# [What the task requires]
Return only those lines of the listing in which "TaskQueue" appears.
[Start of section]
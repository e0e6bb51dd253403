//! In-process queue on tokio primitives.

use super::{QueueSender, TaskQueue};
use crate::errors::QueueError;
use crate::task::Message;
use async_trait::async_trait;
use parking_lot::Mutex;
use std::sync::atomic::{AtomicUsize, Ordering};
use std::sync::Arc;
use tokio::sync::{mpsc, Semaphore, TryAcquireError};

struct Entry<T> {
    message: Message<T>,
    holds_slot: bool,
}

/// Multi-producer FIFO queue with an optional capacity.
///
/// Capacity is enforced with a semaphore: every `put` takes a slot that is
/// returned when the message is dequeued. `put_back` takes no slot.
pub struct MemoryQueue<T> {
    tx: Mutex<Option<mpsc::UnboundedSender<Entry<T>>>>,
    rx: tokio::sync::Mutex<mpsc::UnboundedReceiver<Entry<T>>>,
    slots: Option<Arc<Semaphore>>,
    capacity: Option<usize>,
    len: AtomicUsize,
    markers_put: AtomicUsize,
    markers_put_back: AtomicUsize,
}

impl<T: Send + 'static> MemoryQueue<T> {
    /// Creates a queue, bounded when `capacity` is set.
    #[must_use]
    pub fn new(capacity: Option<usize>) -> Self {
        let (tx, rx) = mpsc::unbounded_channel();
        let capacity = capacity.map(|c| c.max(1));
        Self {
            tx: Mutex::new(Some(tx)),
            rx: tokio::sync::Mutex::new(rx),
            slots: capacity.map(|c| Arc::new(Semaphore::new(c))),
            capacity,
            len: AtomicUsize::new(0),
            markers_put: AtomicUsize::new(0),
            markers_put_back: AtomicUsize::new(0),
        }
    }

    /// Creates an unbounded queue.
    #[must_use]
    pub fn unbounded() -> Self {
        Self::new(None)
    }

    /// Creates a bounded queue.
    #[must_use]
    pub fn bounded(capacity: usize) -> Self {
        Self::new(Some(capacity))
    }

    /// Returns the configured capacity.
    #[must_use]
    pub fn capacity(&self) -> Option<usize> {
        self.capacity
    }

    /// Number of termination markers delivered by producers through `put`.
    #[must_use]
    pub fn markers_received(&self) -> usize {
        self.markers_put.load(Ordering::SeqCst)
    }

    /// Number of termination markers re-injected through `put_back`.
    #[must_use]
    pub fn markers_reinjected(&self) -> usize {
        self.markers_put_back.load(Ordering::SeqCst)
    }

    /// Removes and returns everything still queued.
    pub async fn drain(&self) -> Vec<Message<T>> {
        let mut rx = self.rx.lock().await;
        let mut drained = Vec::new();
        while let Ok(entry) = rx.try_recv() {
            self.len.fetch_sub(1, Ordering::SeqCst);
            self.release(entry.holds_slot);
            drained.push(entry.message);
        }
        drained
    }

    fn release(&self, holds_slot: bool) {
        if holds_slot {
            if let Some(slots) = &self.slots {
                slots.add_permits(1);
            }
        }
    }

    fn send(&self, message: Message<T>, holds_slot: bool, put_back: bool) -> Result<(), QueueError> {
        let marker = message.is_terminate();
        let guard = self.tx.lock();
        let Some(tx) = guard.as_ref() else {
            self.release(holds_slot);
            return Err(QueueError::Closed);
        };

        self.len.fetch_add(1, Ordering::SeqCst);
        if tx.send(Entry { message, holds_slot }).is_err() {
            self.len.fetch_sub(1, Ordering::SeqCst);
            self.release(holds_slot);
            return Err(QueueError::Closed);
        }

        if marker {
            let counter = if put_back { &self.markers_put_back } else { &self.markers_put };
            counter.fetch_add(1, Ordering::SeqCst);
        }
        Ok(())
    }
}

#[async_trait]
impl<T: Send + 'static> QueueSender<T> for MemoryQueue<T> {
    async fn put(&self, message: Message<T>) -> Result<(), QueueError> {
        let holds_slot = match &self.slots {
            Some(slots) => {
                let permit = slots.acquire().await.map_err(|_| QueueError::Closed)?;
                permit.forget();
                true
            }
            None => false,
        };
        self.send(message, holds_slot, false)
    }

    fn try_put(&self, message: Message<T>) -> Result<(), QueueError> {
        let holds_slot = match &self.slots {
            Some(slots) => match slots.try_acquire() {
                Ok(permit) => {
                    permit.forget();
                    true
                }
                Err(TryAcquireError::NoPermits) => {
                    return Err(QueueError::Full {
                        capacity: self.capacity.unwrap_or_default(),
                    })
                }
                Err(TryAcquireError::Closed) => return Err(QueueError::Closed),
            },
            None => false,
        };
        self.send(message, holds_slot, false)
    }
}

#[async_trait]
impl<T: Send + 'static> TaskQueue<T> for MemoryQueue<T> {
    async fn get(&self) -> Result<Message<T>, QueueError> {
        let mut rx = self.rx.lock().await;
        match rx.recv().await {
            Some(entry) => {
                self.len.fetch_sub(1, Ordering::SeqCst);
                self.release(entry.holds_slot);
                Ok(entry.message)
            }
            None => Err(QueueError::Closed),
        }
    }

    fn put_back(&self, message: Message<T>) -> Result<(), QueueError> {
        self.send(message, false, true)
    }

    fn len(&self) -> usize {
        self.len.load(Ordering::SeqCst)
    }

    fn close(&self) {
        self.tx.lock().take();
        if let Some(slots) = &self.slots {
            slots.close();
        }
    }
}

#[cfg(test)]
mod tests {
    use super::*;
    use std::time::Duration;

    #[tokio::test]
    async fn test_fifo_order() {
        let queue = MemoryQueue::unbounded();
        for i in 0..3 {
            queue.put(Message::Item(i)).await.unwrap();
        }
        queue.put(Message::Terminate).await.unwrap();

        assert_eq!(queue.len(), 4);
        assert_eq!(queue.get().await.unwrap(), Message::Item(0));
        assert_eq!(queue.get().await.unwrap(), Message::Item(1));
        assert_eq!(queue.get().await.unwrap(), Message::Item(2));
        assert!(queue.get().await.unwrap().is_terminate());
        assert!(queue.is_empty());
        assert_eq!(queue.markers_received(), 1);
    }

    #[tokio::test]
    async fn test_bounded_try_put_reports_full() {
        let queue = MemoryQueue::bounded(1);
        queue.try_put(Message::Item(1)).unwrap();
        let err = queue.try_put(Message::Item(2)).unwrap_err();
        assert!(matches!(err, QueueError::Full { capacity: 1 }));
    }

    #[tokio::test]
    async fn test_bounded_put_waits_for_slot() {
        let queue = Arc::new(MemoryQueue::bounded(1));
        queue.put(Message::Item(1)).await.unwrap();

        let blocked = tokio::time::timeout(Duration::from_millis(50), queue.put(Message::Item(2))).await;
        assert!(blocked.is_err());

        let producer = {
            let queue = queue.clone();
            tokio::spawn(async move { queue.put(Message::Item(3)).await })
        };
        assert_eq!(queue.get().await.unwrap(), Message::Item(1));
        producer.await.unwrap().unwrap();
        assert_eq!(queue.get().await.unwrap(), Message::Item(3));
    }

    #[tokio::test]
    async fn test_put_back_bypasses_capacity() {
        let queue = MemoryQueue::bounded(1);
        queue.put(Message::Item(1)).await.unwrap();
        queue.put_back(Message::Item(2)).unwrap();
        queue.put_back(Message::Terminate).unwrap();

        assert_eq!(queue.len(), 3);
        assert_eq!(queue.markers_received(), 0);
        assert_eq!(queue.markers_reinjected(), 1);

        queue.get().await.unwrap();
        queue.get().await.unwrap();
        // Only the slot taken by `put` came back.
        queue.try_put(Message::Item(4)).unwrap();
        assert!(queue.try_put(Message::Item(5)).is_err());
    }

    #[tokio::test]
    async fn test_close_drains_then_fails() {
        let queue = MemoryQueue::unbounded();
        queue.put(Message::Item("a")).await.unwrap();
        queue.close();

        assert!(matches!(queue.put(Message::Item("b")).await, Err(QueueError::Closed)));
        assert_eq!(queue.get().await.unwrap(), Message::Item("a"));
        assert!(matches!(queue.get().await, Err(QueueError::Closed)));
    }

    #[tokio::test]
    async fn test_drain_returns_leftovers() {
        let queue = MemoryQueue::bounded(4);
        queue.put(Message::Item(1)).await.unwrap();
        queue.put(Message::Item(2)).await.unwrap();

        let left = queue.drain().await;
        assert_eq!(left, vec![Message::Item(1), Message::Item(2)]);
        assert!(queue.is_empty());
    }
}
[End of section]
# [Answer space]
use super::{QueueSender, TaskQueue};
impl<T: Send + 'static> TaskQueue<T> for MemoryQueue<T> {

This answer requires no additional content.